━━ SUPPLIED DATA

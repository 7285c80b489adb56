//! Progress of a resumable lookup

/// The phase a resumable lookup is in
#[derive(Debug, Default, Eq, PartialEq, Copy, Clone)]
pub enum Phase {
    /// The lookup has not started yet
    #[default]
    Unset,
    /// Lines are scanned for the header of the requested section
    LocatingSection,
    /// Lines are scanned for the requested key
    LocatingKey,
    /// The lookup has reached a final outcome and must not be stepped again
    Finished,
}

/// Caller owned progress of a single lookup.
///
/// A fresh state is created for every lookup and handed to
/// [`IniFile::get_value_step`](crate::IniFile::get_value_step) until that reports a final
/// outcome. The scanner itself keeps no progress between calls.
#[derive(Debug, Default, Eq, PartialEq, Copy, Clone)]
pub struct ScanState {
    /// Offset of the next unread line. It never decreases during a lookup.
    pub resume_offset: u64,
    pub phase: Phase,
}

impl ScanState {
    pub const fn new() -> Self {
        Self {
            resume_offset: 0,
            phase: Phase::Unset,
        }
    }

    pub fn is_finished(&self) -> bool {
        self.phase == Phase::Finished
    }
}
//! A library for looking up values in ini documents without allocating
//!
//! ## Format
//! ```text
//! ; a comment
//! global = value before any section
//!
//! [SectionName]
//! key = value
//! # another comment
//! ```
//! - Lines end with `\n`, `\r`, `\r\n` or `\n\r`.
//! - Lines whose first non-whitespace character is `;` or `#` are comments. Both characters are
//!   ordinary text anywhere else, so `key = a ; b` has the value `a ; b`.
//! - Section and key names as well as values have surrounding whitespace removed.
//! - If a section appears more than once, only its first occurrence is searched.
//! - A lookup in a section only sees the keys between that section's header and the next one.
//!   A lookup without a section returns the first occurrence of the key anywhere in the document.
//!
//! ## Memory usage
//! The document is read from a [`Store`] one line at a time into a buffer provided by the caller.
//! A line may be at most `buf.len() - 2` bytes long, longer lines fail with
//! [`ReadLineError::BufferTooSmall`] rather than being truncated. [`IniFile::validate`] checks a
//! whole document against a buffer size up front.
//!
//! Lookups can either run to completion ([`IniFile::get_value`] and the typed getters) or be
//! advanced one line at a time with [`IniFile::get_value_step`] and a caller owned [`ScanState`].
//!
//! # Example
//!
//! ```rust
//! # use ini_scan::{IniFile, SliceStore};
//! let doc = b"[network]\ntimeout = 30\nenabled = yes\n";
//! let mut ini = IniFile::new(SliceStore::new(doc));
//! let mut buf = [0u8; 64];
//! assert_eq!(ini.get_value(Some("network"), "timeout", &mut buf), Ok(&b"30"[..]));
//! assert_eq!(ini.get_int(Some("network"), "timeout", &mut buf), Ok(30));
//! assert_eq!(ini.get_bool(Some("network"), "enabled", &mut buf), Ok(true));
//! ```
#![no_std]

#[cfg(any(test, feature = "std"))]
extern crate std;

mod classify;
mod convert;
mod error;
mod ini_file;
mod key;
mod line;
mod section;
mod state;
mod store;


pub use convert::{copy_value, parse_value, ConversionError, FromIniValue};
pub use error::{LookupError, ReadLineError, ValueError};
pub use ini_file::{IniConfig, IniFile};
pub use line::{read_line, LineRead, MIN_LINE_BUFFER};
pub use state::{Phase, ScanState};
#[cfg(feature = "std")]
pub use store::IoStore;
pub use store::{SliceStore, Store};
//! Classification of single ini lines
//!
//! All positions are byte ranges into the line so that callers can refer back into their own
//! buffer instead of copying text around.

use core::ops::Range;
use memchr::memchr;

/// What a single line of an ini document contains
#[derive(Debug, Eq, PartialEq, Clone)]
pub(crate) enum LineKind {
    /// Nothing but whitespace
    Blank,
    /// A line whose first non-whitespace character is `;` or `#`
    Comment,
    /// A line starting with `[`.
    ///
    /// `name` holds the trimmed text up to the first `]` or `None` if the bracket is never closed.
    SectionHeader { name: Option<Range<usize>> },
    /// A line containing a `=`, split at the first one and with both sides trimmed
    KeyValue {
        key: Range<usize>,
        value: Range<usize>,
    },
    /// Anything else
    Other,
}

pub(crate) fn is_comment_char(c: u8) -> bool {
    c == b';' || c == b'#'
}

/// Narrow `range` so that it neither starts nor ends with ASCII whitespace
pub(crate) fn trim_range(line: &[u8], mut range: Range<usize>) -> Range<usize> {
    while range.start < range.end && line[range.start].is_ascii_whitespace() {
        range.start += 1;
    }
    while range.end > range.start && line[range.end - 1].is_ascii_whitespace() {
        range.end -= 1;
    }
    range
}

/// Remove leading and trailing ASCII whitespace
pub(crate) fn trim(text: &[u8]) -> &[u8] {
    &text[trim_range(text, 0..text.len())]
}

/// Compare two names either byte-by-byte or ignoring ASCII case
pub(crate) fn names_equal(a: &[u8], b: &[u8], case_sensitive: bool) -> bool {
    if case_sensitive {
        a == b
    } else {
        a.eq_ignore_ascii_case(b)
    }
}

pub(crate) fn classify(line: &[u8]) -> LineKind {
    let content = trim_range(line, 0..line.len());
    if content.is_empty() {
        return LineKind::Blank;
    }

    let first = line[content.start];

    if is_comment_char(first) {
        return LineKind::Comment;
    }

    if first == b'[' {
        let inner_start = content.start + 1;
        let name = memchr(b']', &line[inner_start..content.end])
            .map(|i| trim_range(line, inner_start..inner_start + i));
        return LineKind::SectionHeader { name };
    }

    match memchr(b'=', &line[content.clone()]) {
        Some(i) => {
            let eq = content.start + i;
            LineKind::KeyValue {
                key: trim_range(line, content.start..eq),
                value: trim_range(line, eq + 1..content.end),
            }
        }
        None => LineKind::Other,
    }
}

━━━━

WHAT YOU HAVE TO DO: From the first line to the last, restate the data above exactly.

OUTPUT:
repository 7285c80b489adb56
//! Progress of a resumable lookup

/// The phase a resumable lookup is in
#[derive(Debug, Default, Eq, PartialEq, Copy, Clone)]
pub enum Phase {
    /// The lookup has not started yet
    #[default]
    Unset,
    /// Lines are scanned for the header of the requested section
    LocatingSection,
    /// Lines are scanned for the requested key
    LocatingKey,
    /// The lookup has reached a final outcome and must not be stepped again
    Finished,
}

/// Caller owned progress of a single lookup.
///
/// A fresh state is created for every lookup and handed to
/// [`IniFile::get_value_step`](crate::IniFile::get_value_step) until that reports a final
/// outcome. The scanner itself keeps no progress between calls.
#[derive(Debug, Default, Eq, PartialEq, Copy, Clone)]
pub struct ScanState {
    /// Offset of the next unread line. It never decreases during a lookup.
    pub resume_offset: u64,
    pub phase: Phase,
}

impl ScanState {
    pub const fn new() -> Self {
        Self {
            resume_offset: 0,
            phase: Phase::Unset,
        }
    }

    pub fn is_finished(&self) -> bool {
        self.phase == Phase::Finished
    }
}
//! A library for looking up values in ini documents without allocating
//!
//! ## Format
//! ```text
//! ; a comment
//! global = value before any section
//!
//! [SectionName]
//! key = value
//! # another comment
//! ```
//! - Lines end with `\n`, `\r`, `\r\n` or `\n\r`.
//! - Lines whose first non-whitespace character is `;` or `#` are comments. Both characters are
//!   ordinary text anywhere else, so `key = a ; b` has the value `a ; b`.
//! - Section and key names as well as values have surrounding whitespace removed.
//! - If a section appears more than once, only its first occurrence is searched.
//! - A lookup in a section only sees the keys between that section's header and the next one.
//!   A lookup without a section returns the first occurrence of the key anywhere in the document.
//!
//! ## Memory usage
//! The document is read from a [`Store`] one line at a time into a buffer provided by the caller.
//! A line may be at most `buf.len() - 2` bytes long, longer lines fail with
//! [`ReadLineError::BufferTooSmall`] rather than being truncated. [`IniFile::validate`] checks a
//! whole document against a buffer size up front.
//!
//! Lookups can either run to completion ([`IniFile::get_value`] and the typed getters) or be
//! advanced one line at a time with [`IniFile::get_value_step`] and a caller owned [`ScanState`].
//!
//! # Example
//!
//! ```rust
//! # use ini_scan::{IniFile, SliceStore};
//! let doc = b"[network]\ntimeout = 30\nenabled = yes\n";
//! let mut ini = IniFile::new(SliceStore::new(doc));
//! let mut buf = [0u8; 64];
//! assert_eq!(ini.get_value(Some("network"), "timeout", &mut buf), Ok(&b"30"[..]));
//! assert_eq!(ini.get_int(Some("network"), "timeout", &mut buf), Ok(30));
//! assert_eq!(ini.get_bool(Some("network"), "enabled", &mut buf), Ok(true));
//! ```
#![no_std]

#[cfg(any(test, feature = "std"))]
extern crate std;

mod classify;
mod convert;
mod error;
mod ini_file;
mod key;
mod line;
mod section;
mod state;
mod store;


pub use convert::{copy_value, parse_value, ConversionError, FromIniValue};
pub use error::{LookupError, ReadLineError, ValueError};
pub use ini_file::{IniConfig, IniFile};
pub use line::{read_line, LineRead, MIN_LINE_BUFFER};
pub use state::{Phase, ScanState};
#[cfg(feature = "std")]
pub use store::IoStore;
pub use store::{SliceStore, Store};
//! Classification of single ini lines
//!
//! All positions are byte ranges into the line so that callers can refer back into their own
//! buffer instead of copying text around.

use core::ops::Range;
use memchr::memchr;

/// What a single line of an ini document contains
#[derive(Debug, Eq, PartialEq, Clone)]
pub(crate) enum LineKind {
    /// Nothing but whitespace
    Blank,
    /// A line whose first non-whitespace character is `;` or `#`
    Comment,
    /// A line starting with `[`.
    ///
    /// `name` holds the trimmed text up to the first `]` or `None` if the bracket is never closed.
    SectionHeader { name: Option<Range<usize>> },
    /// A line containing a `=`, split at the first one and with both sides trimmed
    KeyValue {
        key: Range<usize>,
        value: Range<usize>,
    },
    /// Anything else
    Other,
}

pub(crate) fn is_comment_char(c: u8) -> bool {
    c == b';' || c == b'#'
}

/// Narrow `range` so that it neither starts nor ends with ASCII whitespace
pub(crate) fn trim_range(line: &[u8], mut range: Range<usize>) -> Range<usize> {
    while range.start < range.end && line[range.start].is_ascii_whitespace() {
        range.start += 1;
    }
    while range.end > range.start && line[range.end - 1].is_ascii_whitespace() {
        range.end -= 1;
    }
    range
}

/// Remove leading and trailing ASCII whitespace
pub(crate) fn trim(text: &[u8]) -> &[u8] {
    &text[trim_range(text, 0..text.len())]
}

/// Compare two names either byte-by-byte or ignoring ASCII case
pub(crate) fn names_equal(a: &[u8], b: &[u8], case_sensitive: bool) -> bool {
    if case_sensitive {
        a == b
    } else {
        a.eq_ignore_ascii_case(b)
    }
}

pub(crate) fn classify(line: &[u8]) -> LineKind {
    let content = trim_range(line, 0..line.len());
    if content.is_empty() {
        return LineKind::Blank;
    }

    let first = line[content.start];

    if is_comment_char(first) {
        return LineKind::Comment;
    }

    if first == b'[' {
        let inner_start = content.start + 1;
        let name = memchr(b']', &line[inner_start..content.end])
            .map(|i| trim_range(line, inner_start..inner_start + i));
        return LineKind::SectionHeader { name };
    }

    match memchr(b'=', &line[content.clone()]) {
        Some(i) => {
            let eq = content.start + i;
            LineKind::KeyValue {
                key: trim_range(line, content.start..eq),
                value: trim_range(line, eq + 1..content.end),
            }
        }
        None => LineKind::Other,
    }
}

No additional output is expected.